No, of course Harvey-Pilbeam could not have engineered this eventuality, ethical questions apart. It was nothing more than Fate, beautiful Fate, intervening by giving Harvey-Pilbeam a bad dose of flu. And going further by nudging his efficient secretary to take upon herself the decision, on his behalf, to request that Mr. Morrison might be willing to take over the list in the emergency, thus delivering to him the patient on the operating table. Ivan felt dizzy for a moment, his hand trembled. Tamsin had read his horoscope that morning and told him Scorpio was in the ascendant and for once it seemed the mumbo-jumbo she believed in might have some semblance of credibility.

He looked down at the helpless, unconscious woman who was still his wife, changed as she was. She had been beautiful once, before the determination for revenge had soured and aged her and shaped her mouth into a permanently discontented droop. Before the light in her lovely hazel eyes had turned into an avaricious gleam, and her hands had become claws ready to tear to pieces every kind impulse he had ever had. So utterly unlike his warm, generous, and life-enhancing Tamsin.

So, he thought, picking up the scalpel. To work.

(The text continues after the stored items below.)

use std::{path::Path, time::Duration};

use actix_web::{dev::Server, http::KeepAlive, middleware::Logger, web, App, HttpServer};
use enrollment_engine::{
    events::{EnrollmentCreatedEvent, EventHandlers, EventHooks, EventProducers, OrderPaidEvent},
    gateway::{AnyGateway, PaymentGateway},
    helpers::PaymentVerifiers,
    notifier::{AnyMailer, EnrollmentNotifier},
    CheckoutApi,
    EnrollmentFlowApi,
    EnrollmentsApi,
    SqliteDatabase,
};
use log::*;

use crate::{
    auth::TokenVerifier,
    config::ServerConfig,
    errors::ServerError,
    expiry_worker::start_expiry_worker,
    routes::{health, CreateOrderRoute, GatewayWebhookRoute, MyEnrollmentsRoute, MyOrderRoute, VerifyPaymentRoute},
};

const EVENT_BUFFER_SIZE: usize = 128;

pub async fn run_server(config: ServerConfig) -> Result<(), ServerError> {
    ensure_database_dir(&config.database_url)?;
    let db = SqliteDatabase::new_with_url(&config.database_url, 25)
        .await
        .map_err(|e| ServerError::InitializeError(e.to_string()))?;
    db.migrate().await.map_err(|e| ServerError::InitializeError(format!("Database migration failed. {e}")))?;
    let gateway = AnyGateway::from_config(&config.gateway, config.force_mock_mode);
    if gateway.is_mock() {
        warn!("🚨️ The server is running in MOCK MODE. Payments are simulated and nobody is charged. 🚨️");
    }
    let verifiers = PaymentVerifiers::from_secrets(&config.gateway.key_secret, &config.gateway.webhook_secret);
    let mailer = AnyMailer::from_settings(config.mail.relay_url.as_deref(), &config.mail.from);
    let handlers = EventHandlers::new(EVENT_BUFFER_SIZE, create_hooks(EnrollmentNotifier::new(db.clone(), mailer)));
    let producers = handlers.producers();
    handlers.start_handlers().await;
    let _expiry_worker = start_expiry_worker(db.clone(), gateway.clone(), config.unpaid_order_timeout);
    let srv = create_server_instance(config, db, gateway, verifiers, producers)?;
    srv.await.map_err(|e| ServerError::InitializeError(e.to_string()))
}

/// Enrollment confirmations are sent from an event hook, off the request path. Whatever happens to the email, the
/// enrollment stands.
pub fn create_hooks(notifier: EnrollmentNotifier<SqliteDatabase, AnyMailer>) -> EventHooks {
    let mut hooks = EventHooks::default();
    hooks
        .on_order_paid(|ev: OrderPaidEvent| {
            Box::pin(async move {
                info!(
                    "📬️ Order #{} [{}] paid via {}: {} {} by {}",
                    ev.order.id, ev.order.gateway_order_id, ev.source, ev.order.amount, ev.order.currency, ev.order.user_id
                );
            })
        })
        .on_enrollment_created(move |ev: EnrollmentCreatedEvent| {
            let notifier = notifier.clone();
            Box::pin(async move {
                notifier.notify_enrollment(&ev.enrollment.user_id, &ev.enrollment.item).await;
            })
        });
    hooks
}

pub fn create_server_instance(
    config: ServerConfig,
    db: SqliteDatabase,
    gateway: AnyGateway,
    verifiers: PaymentVerifiers,
    producers: EventProducers,
) -> Result<Server, ServerError> {
    let accept_mock_payments = gateway.is_mock();
    let srv = HttpServer::new(move || {
        let checkout_api = CheckoutApi::new(db.clone(), gateway.clone()).with_currency(config.currency.as_str());
        let flow_api = EnrollmentFlowApi::new(db.clone(), verifiers.clone(), producers.clone())
            .with_mock_payments(accept_mock_payments);
        let enrollments_api = EnrollmentsApi::new(db.clone());
        let token_verifier = TokenVerifier::new(&config.auth);
        let json_config = web::JsonConfig::default()
            .error_handler(|err, _req| ServerError::InvalidRequestBody(err.to_string()).into());
        let api_scope = web::scope("/api")
            .service(CreateOrderRoute::<SqliteDatabase, AnyGateway>::new())
            .service(VerifyPaymentRoute::<SqliteDatabase>::new())
            .service(MyOrderRoute::<SqliteDatabase, AnyGateway>::new())
            .service(MyEnrollmentsRoute::<SqliteDatabase>::new());
        let gateway_scope = web::scope("/gateway").service(GatewayWebhookRoute::<SqliteDatabase>::new());
        App::new()
            .wrap(Logger::new("%t (%D ms) %s %a %{Host}i %U").log_target("lps::access_log"))
            .app_data(json_config)
            .app_data(web::Data::new(checkout_api))
            .app_data(web::Data::new(flow_api))
            .app_data(web::Data::new(enrollments_api))
            .app_data(web::Data::new(token_verifier))
            .service(health)
            .service(api_scope)
            .service(gateway_scope)
    })
    .keep_alive(KeepAlive::Timeout(Duration::from_secs(600)))
    .bind((config.host.as_str(), config.port))?
    .run();
    Ok(srv)
}

/// SQLite creates the database file, but not the directory it lives in.
fn ensure_database_dir(url: &str) -> Result<(), ServerError> {
    let path = url.trim_start_matches("sqlite://").trim_start_matches("sqlite:");
    let path = path.split('?').next().unwrap_or_default();
    if path.is_empty() || path.starts_with(":memory:") {
        return Ok(());
    }
    match Path::new(path).parent() {
        Some(dir) if !dir.as_os_str().is_empty() && !dir.exists() => {
            info!("🪛️ Creating database directory {}", dir.display());
            std::fs::create_dir_all(dir)?;
            Ok(())
        },
        _ => Ok(()),
    }
}
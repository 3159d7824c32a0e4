use gateway_tools::{GatewayApi, GatewayApiError, NewGatewayOrder};
use lp_common::MinorUnits;
use serde_json::Value;

use crate::{
    db_types::GatewayOrderId,
    gateway::{GatewayError, PaymentGateway, RemoteOrder},
};

impl From<GatewayApiError> for GatewayError {
    fn from(e: GatewayApiError) -> Self {
        match e {
            GatewayApiError::MissingCredentials | GatewayApiError::Initialization(_) => {
                GatewayError::Configuration(e.to_string())
            },
            e if e.is_transient() => GatewayError::Unavailable(e.to_string()),
            e => GatewayError::Rejected(e.to_string()),
        }
    }
}

impl PaymentGateway for GatewayApi {
    fn is_mock(&self) -> bool {
        false
    }

    async fn create_remote_order(
        &self,
        amount: MinorUnits,
        currency: &str,
        receipt: &str,
    ) -> Result<RemoteOrder, GatewayError> {
        let request = NewGatewayOrder::new(amount, currency, receipt);
        let created = self.create_order(&request).await?;
        Ok(RemoteOrder {
            gateway_order_id: GatewayOrderId::new(created.order.id),
            amount: created.order.amount,
            currency: created.order.currency,
            raw: created.raw,
        })
    }

    async fn fetch_remote_payment(&self, payment_id: &str) -> Result<Value, GatewayError> {
        let payment = self.fetch_payment(payment_id).await?;
        serde_json::to_value(payment).map_err(|e| GatewayError::Rejected(e.to_string()))
    }
}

For a moment he paused, almost overcome by a juvenile desire to let his hand slip “accidentally” during the operation. But the temptation was momentary. What was he thinking of? Killing her in front of an operating theatre full of witnesses?

No, that was not the way. Not a gargoyle, either — he was not about to give her grounds to sue him, another opportunity to bleed him dry. Just a little rearrangement of the face in a way that wouldn’t leave any room for real complaint of negligence or anything like that, but wouldn’t please her at all. Something that Mrs. Parker would have to live with for the rest of her life. A not-so-subtle reminder that her time of playing fast and loose with him had come to an end. An end to her blackmail.

He took exquisite pleasure in dwelling on what she would feel when she woke up and learned the name of the surgeon who had replaced Mr. Harvey-Pilbeam. His hands were quite steady as he made the first incision.